# Action item
Restate the opening lines of the material below word for word, stopping after the line that contains "impl Default for Theme".
┌────────
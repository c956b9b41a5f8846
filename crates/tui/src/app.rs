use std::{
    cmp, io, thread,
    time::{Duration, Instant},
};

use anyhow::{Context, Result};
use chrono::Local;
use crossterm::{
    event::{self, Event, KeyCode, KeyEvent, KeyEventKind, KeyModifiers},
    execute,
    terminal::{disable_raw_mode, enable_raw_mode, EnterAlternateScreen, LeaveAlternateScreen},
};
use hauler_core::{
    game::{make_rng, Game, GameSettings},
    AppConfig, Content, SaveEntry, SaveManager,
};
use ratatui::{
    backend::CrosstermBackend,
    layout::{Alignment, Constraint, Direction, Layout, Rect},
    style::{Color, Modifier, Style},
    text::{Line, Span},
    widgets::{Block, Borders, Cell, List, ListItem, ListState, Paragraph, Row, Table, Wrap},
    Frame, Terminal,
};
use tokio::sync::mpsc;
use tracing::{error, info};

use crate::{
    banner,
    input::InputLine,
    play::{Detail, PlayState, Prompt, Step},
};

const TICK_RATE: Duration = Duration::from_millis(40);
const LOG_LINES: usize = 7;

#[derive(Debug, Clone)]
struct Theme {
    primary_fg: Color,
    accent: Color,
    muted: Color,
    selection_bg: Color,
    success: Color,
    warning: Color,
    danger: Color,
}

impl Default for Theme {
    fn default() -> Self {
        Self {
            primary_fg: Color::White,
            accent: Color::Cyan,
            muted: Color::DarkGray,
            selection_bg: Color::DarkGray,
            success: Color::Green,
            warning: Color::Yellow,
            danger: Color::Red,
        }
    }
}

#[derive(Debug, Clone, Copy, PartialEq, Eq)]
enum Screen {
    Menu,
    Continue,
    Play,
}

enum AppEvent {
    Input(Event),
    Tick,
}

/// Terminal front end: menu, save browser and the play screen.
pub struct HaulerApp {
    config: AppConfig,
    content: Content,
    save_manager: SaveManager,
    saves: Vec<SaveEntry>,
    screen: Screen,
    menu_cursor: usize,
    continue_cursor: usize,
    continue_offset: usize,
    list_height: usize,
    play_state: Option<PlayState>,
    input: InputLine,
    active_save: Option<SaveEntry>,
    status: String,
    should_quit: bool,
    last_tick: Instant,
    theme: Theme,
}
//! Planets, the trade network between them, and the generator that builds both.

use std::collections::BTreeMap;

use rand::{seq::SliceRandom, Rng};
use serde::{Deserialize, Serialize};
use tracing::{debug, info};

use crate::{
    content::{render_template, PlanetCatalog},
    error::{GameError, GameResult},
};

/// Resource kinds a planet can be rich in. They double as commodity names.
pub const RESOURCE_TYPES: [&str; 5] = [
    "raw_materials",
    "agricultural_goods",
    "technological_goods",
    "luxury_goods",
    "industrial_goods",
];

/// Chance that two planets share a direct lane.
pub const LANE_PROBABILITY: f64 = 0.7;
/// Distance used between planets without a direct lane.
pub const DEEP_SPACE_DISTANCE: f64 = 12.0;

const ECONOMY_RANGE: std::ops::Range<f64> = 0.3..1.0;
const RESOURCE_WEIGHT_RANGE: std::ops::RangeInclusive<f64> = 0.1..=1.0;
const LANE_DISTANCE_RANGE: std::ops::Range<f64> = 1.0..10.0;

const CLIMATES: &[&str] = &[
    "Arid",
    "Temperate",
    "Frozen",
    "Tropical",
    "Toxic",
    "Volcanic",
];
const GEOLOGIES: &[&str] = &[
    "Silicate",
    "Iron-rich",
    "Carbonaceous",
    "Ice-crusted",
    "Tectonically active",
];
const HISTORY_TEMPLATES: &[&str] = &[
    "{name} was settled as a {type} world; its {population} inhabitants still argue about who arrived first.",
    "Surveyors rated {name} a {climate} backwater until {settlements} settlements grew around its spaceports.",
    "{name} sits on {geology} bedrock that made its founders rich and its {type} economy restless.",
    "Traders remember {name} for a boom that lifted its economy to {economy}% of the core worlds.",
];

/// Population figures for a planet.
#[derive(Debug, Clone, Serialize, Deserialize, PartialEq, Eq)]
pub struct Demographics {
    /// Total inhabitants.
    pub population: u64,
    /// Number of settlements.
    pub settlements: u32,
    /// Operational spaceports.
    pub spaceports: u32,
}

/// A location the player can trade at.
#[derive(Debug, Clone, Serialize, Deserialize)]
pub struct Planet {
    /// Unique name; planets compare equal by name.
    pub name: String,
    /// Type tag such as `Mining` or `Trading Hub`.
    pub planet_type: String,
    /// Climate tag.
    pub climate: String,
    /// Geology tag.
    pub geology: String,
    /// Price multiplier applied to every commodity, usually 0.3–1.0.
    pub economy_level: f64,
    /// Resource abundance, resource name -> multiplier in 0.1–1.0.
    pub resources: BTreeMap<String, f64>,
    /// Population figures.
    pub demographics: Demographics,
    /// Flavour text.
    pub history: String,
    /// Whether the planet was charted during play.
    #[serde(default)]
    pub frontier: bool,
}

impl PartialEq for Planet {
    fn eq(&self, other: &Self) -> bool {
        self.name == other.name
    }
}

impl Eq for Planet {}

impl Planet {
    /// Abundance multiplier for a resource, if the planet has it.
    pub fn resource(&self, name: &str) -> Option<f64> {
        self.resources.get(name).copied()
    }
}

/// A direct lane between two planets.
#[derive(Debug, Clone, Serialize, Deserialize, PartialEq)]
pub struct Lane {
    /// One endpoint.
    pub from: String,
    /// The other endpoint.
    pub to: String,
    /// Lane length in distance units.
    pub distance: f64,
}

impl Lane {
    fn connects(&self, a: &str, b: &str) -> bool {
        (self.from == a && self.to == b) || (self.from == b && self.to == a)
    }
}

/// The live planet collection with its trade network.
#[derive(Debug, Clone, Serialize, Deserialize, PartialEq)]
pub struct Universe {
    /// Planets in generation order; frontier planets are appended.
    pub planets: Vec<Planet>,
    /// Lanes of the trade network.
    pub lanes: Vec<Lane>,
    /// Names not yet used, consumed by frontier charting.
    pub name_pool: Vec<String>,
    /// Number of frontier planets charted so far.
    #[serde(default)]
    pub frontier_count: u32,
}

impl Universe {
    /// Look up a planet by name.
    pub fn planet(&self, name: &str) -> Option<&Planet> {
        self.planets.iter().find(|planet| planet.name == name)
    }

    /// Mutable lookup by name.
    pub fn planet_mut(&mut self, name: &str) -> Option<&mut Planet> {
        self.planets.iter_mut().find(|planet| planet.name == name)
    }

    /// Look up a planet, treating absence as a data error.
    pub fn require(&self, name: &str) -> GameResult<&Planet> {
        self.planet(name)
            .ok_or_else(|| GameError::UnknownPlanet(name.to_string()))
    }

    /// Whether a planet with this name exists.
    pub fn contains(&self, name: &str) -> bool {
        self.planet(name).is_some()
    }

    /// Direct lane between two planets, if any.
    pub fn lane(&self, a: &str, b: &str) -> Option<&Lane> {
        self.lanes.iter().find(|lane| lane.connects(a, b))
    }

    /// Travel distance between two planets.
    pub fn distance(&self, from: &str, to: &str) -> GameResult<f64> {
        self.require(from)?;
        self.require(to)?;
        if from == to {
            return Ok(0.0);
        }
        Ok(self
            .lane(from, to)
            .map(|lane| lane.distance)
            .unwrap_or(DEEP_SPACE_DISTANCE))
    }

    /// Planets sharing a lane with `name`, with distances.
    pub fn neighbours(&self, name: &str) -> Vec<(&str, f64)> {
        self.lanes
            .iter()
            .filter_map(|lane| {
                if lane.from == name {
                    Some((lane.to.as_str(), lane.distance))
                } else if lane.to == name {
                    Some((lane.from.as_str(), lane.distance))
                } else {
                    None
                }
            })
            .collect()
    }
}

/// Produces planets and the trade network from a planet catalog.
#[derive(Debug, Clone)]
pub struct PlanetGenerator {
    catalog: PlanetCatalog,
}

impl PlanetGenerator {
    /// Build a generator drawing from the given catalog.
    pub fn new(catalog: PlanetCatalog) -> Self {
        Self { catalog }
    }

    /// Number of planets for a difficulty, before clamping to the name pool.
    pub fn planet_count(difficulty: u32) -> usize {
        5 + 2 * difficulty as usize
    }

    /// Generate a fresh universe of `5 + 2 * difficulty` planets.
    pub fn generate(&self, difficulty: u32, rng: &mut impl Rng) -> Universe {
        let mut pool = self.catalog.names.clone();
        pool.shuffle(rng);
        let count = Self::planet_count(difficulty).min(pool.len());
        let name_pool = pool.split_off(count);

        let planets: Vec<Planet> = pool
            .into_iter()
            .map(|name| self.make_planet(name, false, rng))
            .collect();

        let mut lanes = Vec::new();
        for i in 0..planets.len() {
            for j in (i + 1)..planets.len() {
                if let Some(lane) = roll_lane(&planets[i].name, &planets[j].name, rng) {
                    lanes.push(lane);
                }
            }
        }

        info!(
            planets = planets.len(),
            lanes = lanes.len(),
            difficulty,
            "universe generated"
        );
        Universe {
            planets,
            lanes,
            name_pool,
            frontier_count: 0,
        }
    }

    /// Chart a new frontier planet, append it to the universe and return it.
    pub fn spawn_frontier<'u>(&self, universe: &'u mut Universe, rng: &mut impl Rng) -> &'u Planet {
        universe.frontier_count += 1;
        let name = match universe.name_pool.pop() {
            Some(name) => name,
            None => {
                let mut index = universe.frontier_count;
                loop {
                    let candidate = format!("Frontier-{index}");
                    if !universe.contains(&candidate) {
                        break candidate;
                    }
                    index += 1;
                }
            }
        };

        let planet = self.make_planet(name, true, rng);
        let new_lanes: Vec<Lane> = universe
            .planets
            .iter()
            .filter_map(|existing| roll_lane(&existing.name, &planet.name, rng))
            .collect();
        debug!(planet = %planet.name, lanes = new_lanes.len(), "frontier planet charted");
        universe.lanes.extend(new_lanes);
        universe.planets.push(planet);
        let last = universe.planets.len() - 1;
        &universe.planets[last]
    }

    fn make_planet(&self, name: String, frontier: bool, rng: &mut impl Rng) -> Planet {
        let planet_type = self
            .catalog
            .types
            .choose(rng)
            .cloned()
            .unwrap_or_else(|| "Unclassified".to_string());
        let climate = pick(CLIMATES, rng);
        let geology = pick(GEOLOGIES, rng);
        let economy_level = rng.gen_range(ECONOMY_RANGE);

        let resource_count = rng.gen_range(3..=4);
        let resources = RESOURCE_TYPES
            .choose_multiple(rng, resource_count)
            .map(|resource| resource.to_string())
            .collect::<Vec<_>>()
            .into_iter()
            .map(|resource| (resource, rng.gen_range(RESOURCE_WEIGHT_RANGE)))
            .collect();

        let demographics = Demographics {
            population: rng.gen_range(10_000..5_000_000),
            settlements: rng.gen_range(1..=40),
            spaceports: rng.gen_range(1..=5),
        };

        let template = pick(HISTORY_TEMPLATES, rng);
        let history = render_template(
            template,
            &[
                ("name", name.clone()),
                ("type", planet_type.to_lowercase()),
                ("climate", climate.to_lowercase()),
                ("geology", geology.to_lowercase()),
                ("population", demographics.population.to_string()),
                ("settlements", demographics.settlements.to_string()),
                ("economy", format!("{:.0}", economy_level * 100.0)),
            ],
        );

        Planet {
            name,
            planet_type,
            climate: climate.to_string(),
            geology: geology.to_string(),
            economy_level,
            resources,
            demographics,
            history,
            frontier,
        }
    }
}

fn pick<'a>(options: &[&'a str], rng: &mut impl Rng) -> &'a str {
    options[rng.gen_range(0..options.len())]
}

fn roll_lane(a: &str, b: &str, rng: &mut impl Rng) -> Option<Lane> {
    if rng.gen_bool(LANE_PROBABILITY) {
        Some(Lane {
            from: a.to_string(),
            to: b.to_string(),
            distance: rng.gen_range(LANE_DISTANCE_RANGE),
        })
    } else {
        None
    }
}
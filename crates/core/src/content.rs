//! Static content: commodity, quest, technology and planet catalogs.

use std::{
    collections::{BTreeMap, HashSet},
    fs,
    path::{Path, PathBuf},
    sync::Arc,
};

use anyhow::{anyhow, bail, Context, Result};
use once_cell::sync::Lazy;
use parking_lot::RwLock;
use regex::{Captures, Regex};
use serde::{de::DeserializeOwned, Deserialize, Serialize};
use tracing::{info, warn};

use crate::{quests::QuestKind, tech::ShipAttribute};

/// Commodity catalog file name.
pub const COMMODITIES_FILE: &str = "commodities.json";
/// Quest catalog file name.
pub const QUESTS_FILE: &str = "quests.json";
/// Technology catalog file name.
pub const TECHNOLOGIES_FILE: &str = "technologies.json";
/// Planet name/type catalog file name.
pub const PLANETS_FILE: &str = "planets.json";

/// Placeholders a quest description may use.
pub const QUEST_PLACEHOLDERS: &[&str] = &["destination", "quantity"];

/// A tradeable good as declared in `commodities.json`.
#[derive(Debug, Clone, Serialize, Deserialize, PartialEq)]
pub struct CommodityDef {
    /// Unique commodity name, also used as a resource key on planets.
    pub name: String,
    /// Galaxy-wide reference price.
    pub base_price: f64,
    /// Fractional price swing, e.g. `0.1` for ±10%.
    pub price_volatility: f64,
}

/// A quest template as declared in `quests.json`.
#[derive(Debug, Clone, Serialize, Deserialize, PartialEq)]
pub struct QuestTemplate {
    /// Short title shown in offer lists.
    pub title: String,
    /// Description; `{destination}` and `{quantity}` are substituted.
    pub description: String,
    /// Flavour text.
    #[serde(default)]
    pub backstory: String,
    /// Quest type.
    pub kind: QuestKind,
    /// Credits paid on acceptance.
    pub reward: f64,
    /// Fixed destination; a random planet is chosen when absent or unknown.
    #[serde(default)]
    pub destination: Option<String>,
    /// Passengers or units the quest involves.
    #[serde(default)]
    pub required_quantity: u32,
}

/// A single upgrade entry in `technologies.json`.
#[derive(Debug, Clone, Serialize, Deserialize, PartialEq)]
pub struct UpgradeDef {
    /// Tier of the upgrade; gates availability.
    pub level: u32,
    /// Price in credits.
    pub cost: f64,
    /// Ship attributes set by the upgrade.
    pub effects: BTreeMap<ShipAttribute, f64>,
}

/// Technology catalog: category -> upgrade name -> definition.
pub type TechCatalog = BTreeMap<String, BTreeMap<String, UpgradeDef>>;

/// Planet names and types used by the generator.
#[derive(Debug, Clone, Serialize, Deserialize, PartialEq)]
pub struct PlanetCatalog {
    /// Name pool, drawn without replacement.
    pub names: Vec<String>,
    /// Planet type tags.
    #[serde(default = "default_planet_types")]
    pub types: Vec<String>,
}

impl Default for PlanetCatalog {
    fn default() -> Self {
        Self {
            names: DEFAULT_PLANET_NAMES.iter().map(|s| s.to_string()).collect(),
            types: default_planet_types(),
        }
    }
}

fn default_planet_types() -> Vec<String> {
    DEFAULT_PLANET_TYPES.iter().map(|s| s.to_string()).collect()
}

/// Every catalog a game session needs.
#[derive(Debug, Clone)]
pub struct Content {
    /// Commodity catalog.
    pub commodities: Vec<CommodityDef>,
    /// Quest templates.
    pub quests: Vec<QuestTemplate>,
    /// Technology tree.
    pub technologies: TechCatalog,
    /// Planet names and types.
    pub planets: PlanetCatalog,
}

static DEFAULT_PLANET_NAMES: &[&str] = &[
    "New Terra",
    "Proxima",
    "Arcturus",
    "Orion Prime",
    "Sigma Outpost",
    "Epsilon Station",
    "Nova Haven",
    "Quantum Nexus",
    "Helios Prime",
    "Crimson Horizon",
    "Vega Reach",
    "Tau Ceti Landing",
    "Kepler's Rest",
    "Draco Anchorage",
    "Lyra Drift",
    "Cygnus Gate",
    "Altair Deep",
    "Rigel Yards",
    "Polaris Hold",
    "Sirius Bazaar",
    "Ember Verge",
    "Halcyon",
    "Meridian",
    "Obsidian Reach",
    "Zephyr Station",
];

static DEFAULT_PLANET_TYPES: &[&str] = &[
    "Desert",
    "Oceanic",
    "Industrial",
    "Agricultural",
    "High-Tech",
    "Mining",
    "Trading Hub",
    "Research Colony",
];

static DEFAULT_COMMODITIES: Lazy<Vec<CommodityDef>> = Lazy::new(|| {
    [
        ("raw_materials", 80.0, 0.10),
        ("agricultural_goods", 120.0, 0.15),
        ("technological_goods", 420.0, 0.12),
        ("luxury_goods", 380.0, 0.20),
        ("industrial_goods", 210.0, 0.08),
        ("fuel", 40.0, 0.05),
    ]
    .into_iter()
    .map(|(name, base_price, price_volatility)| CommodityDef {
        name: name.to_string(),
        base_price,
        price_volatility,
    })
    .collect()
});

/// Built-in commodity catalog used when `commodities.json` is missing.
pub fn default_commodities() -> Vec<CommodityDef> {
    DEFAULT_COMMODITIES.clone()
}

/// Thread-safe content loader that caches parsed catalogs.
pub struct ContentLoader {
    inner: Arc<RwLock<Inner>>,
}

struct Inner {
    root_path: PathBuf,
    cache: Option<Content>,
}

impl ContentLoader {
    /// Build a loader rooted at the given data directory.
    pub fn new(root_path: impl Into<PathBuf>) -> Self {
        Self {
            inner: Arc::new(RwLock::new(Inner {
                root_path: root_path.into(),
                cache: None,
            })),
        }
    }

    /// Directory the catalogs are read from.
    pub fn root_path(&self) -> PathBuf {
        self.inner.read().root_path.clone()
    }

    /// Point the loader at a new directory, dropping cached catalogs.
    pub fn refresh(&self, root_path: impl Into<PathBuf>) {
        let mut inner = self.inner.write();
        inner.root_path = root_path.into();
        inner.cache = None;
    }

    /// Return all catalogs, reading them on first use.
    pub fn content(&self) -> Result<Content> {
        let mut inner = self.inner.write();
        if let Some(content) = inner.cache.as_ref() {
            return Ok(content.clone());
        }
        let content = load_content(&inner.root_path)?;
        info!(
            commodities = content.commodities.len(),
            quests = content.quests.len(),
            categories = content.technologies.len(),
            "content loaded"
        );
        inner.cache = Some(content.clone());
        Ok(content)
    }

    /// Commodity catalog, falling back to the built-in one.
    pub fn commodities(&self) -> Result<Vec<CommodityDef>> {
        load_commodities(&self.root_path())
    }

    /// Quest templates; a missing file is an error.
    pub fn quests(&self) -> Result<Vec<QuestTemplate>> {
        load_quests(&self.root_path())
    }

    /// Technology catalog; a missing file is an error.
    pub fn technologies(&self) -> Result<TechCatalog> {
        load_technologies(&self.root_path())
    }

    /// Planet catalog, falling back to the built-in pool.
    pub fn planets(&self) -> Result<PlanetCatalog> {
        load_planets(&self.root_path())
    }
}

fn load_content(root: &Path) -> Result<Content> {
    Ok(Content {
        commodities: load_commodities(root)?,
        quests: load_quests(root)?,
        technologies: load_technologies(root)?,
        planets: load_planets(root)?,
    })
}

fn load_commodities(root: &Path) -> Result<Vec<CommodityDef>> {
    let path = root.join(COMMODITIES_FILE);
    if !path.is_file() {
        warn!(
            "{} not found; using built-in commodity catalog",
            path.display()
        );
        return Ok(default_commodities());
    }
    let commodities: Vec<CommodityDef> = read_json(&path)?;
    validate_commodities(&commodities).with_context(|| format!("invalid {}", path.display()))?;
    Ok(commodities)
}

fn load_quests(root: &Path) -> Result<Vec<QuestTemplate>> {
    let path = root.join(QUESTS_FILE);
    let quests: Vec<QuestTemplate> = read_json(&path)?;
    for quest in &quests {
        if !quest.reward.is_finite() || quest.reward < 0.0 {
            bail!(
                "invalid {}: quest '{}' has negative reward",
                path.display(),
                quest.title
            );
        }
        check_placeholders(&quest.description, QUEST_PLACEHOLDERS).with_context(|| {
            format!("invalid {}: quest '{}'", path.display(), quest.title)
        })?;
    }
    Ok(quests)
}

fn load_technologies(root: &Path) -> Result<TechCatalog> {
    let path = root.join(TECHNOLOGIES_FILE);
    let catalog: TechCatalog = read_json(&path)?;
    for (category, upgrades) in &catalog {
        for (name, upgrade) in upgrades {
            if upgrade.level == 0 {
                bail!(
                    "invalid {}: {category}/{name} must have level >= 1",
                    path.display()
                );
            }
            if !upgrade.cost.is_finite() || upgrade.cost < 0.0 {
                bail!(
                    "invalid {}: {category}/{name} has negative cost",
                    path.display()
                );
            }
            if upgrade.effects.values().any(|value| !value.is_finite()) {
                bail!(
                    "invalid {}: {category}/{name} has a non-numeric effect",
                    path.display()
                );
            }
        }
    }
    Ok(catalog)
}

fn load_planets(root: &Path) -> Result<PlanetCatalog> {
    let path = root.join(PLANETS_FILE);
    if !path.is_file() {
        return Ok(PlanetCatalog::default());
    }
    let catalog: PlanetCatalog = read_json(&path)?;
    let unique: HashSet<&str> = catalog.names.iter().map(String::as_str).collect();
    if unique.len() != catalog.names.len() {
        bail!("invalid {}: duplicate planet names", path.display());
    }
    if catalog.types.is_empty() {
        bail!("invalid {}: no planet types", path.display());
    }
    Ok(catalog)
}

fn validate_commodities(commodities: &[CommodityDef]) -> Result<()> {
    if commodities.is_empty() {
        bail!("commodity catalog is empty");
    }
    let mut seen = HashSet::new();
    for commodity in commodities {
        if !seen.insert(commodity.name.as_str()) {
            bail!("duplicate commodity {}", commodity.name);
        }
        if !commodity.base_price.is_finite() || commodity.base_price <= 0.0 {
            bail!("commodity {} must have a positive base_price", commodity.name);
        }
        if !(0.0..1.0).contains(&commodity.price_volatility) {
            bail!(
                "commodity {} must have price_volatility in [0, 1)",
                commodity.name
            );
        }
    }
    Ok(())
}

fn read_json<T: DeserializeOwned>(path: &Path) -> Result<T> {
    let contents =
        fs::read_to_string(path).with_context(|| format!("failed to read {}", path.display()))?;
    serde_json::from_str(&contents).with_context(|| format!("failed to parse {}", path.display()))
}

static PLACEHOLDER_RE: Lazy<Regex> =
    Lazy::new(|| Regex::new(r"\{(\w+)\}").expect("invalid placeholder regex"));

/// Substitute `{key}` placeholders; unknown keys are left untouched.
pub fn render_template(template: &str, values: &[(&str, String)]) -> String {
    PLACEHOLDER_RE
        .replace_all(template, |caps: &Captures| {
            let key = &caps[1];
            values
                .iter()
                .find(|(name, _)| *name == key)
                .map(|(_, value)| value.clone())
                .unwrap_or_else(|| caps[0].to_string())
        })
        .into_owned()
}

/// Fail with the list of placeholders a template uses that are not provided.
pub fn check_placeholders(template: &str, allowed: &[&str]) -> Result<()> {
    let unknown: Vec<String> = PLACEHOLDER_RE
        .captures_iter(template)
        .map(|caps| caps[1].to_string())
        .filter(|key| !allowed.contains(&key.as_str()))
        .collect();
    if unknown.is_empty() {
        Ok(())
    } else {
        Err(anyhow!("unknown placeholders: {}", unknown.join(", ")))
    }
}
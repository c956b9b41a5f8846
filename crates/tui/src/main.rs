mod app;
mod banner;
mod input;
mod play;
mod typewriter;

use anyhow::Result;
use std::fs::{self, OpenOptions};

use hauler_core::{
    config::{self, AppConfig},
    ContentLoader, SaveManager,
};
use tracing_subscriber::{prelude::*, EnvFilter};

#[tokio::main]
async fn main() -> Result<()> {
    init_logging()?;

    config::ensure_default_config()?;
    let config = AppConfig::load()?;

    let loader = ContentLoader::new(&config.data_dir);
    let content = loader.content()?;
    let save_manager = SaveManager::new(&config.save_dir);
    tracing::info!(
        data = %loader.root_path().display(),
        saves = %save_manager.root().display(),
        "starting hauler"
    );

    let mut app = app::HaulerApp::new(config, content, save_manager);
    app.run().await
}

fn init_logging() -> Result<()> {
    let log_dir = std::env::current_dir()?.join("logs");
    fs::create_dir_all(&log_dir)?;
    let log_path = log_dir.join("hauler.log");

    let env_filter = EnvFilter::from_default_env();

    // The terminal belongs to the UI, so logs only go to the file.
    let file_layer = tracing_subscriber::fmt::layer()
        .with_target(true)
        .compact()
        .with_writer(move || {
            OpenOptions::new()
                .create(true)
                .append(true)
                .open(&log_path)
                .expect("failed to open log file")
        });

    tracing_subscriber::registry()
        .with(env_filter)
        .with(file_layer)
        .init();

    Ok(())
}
└────────
# Response
repository c956b9b41a5f8846
filename crates/tui/src/app.rs
use std::{
    cmp, io, thread,
    time::{Duration, Instant},
};

use anyhow::{Context, Result};
use chrono::Local;
use crossterm::{
    event::{self, Event, KeyCode, KeyEvent, KeyEventKind, KeyModifiers},
    execute,
    terminal::{disable_raw_mode, enable_raw_mode, EnterAlternateScreen, LeaveAlternateScreen},
};
use hauler_core::{
    game::{make_rng, Game, GameSettings},
    AppConfig, Content, SaveEntry, SaveManager,
};
use ratatui::{
    backend::CrosstermBackend,
    layout::{Alignment, Constraint, Direction, Layout, Rect},
    style::{Color, Modifier, Style},
    text::{Line, Span},
    widgets::{Block, Borders, Cell, List, ListItem, ListState, Paragraph, Row, Table, Wrap},
    Frame, Terminal,
};
use tokio::sync::mpsc;
use tracing::{error, info};

use crate::{
    banner,
    input::InputLine,
    play::{Detail, PlayState, Prompt, Step},
};

const TICK_RATE: Duration = Duration::from_millis(40);
const LOG_LINES: usize = 7;

#[derive(Debug, Clone)]
struct Theme {
    primary_fg: Color,
    accent: Color,
    muted: Color,
    selection_bg: Color,
    success: Color,
    warning: Color,
    danger: Color,
}

impl Default for Theme {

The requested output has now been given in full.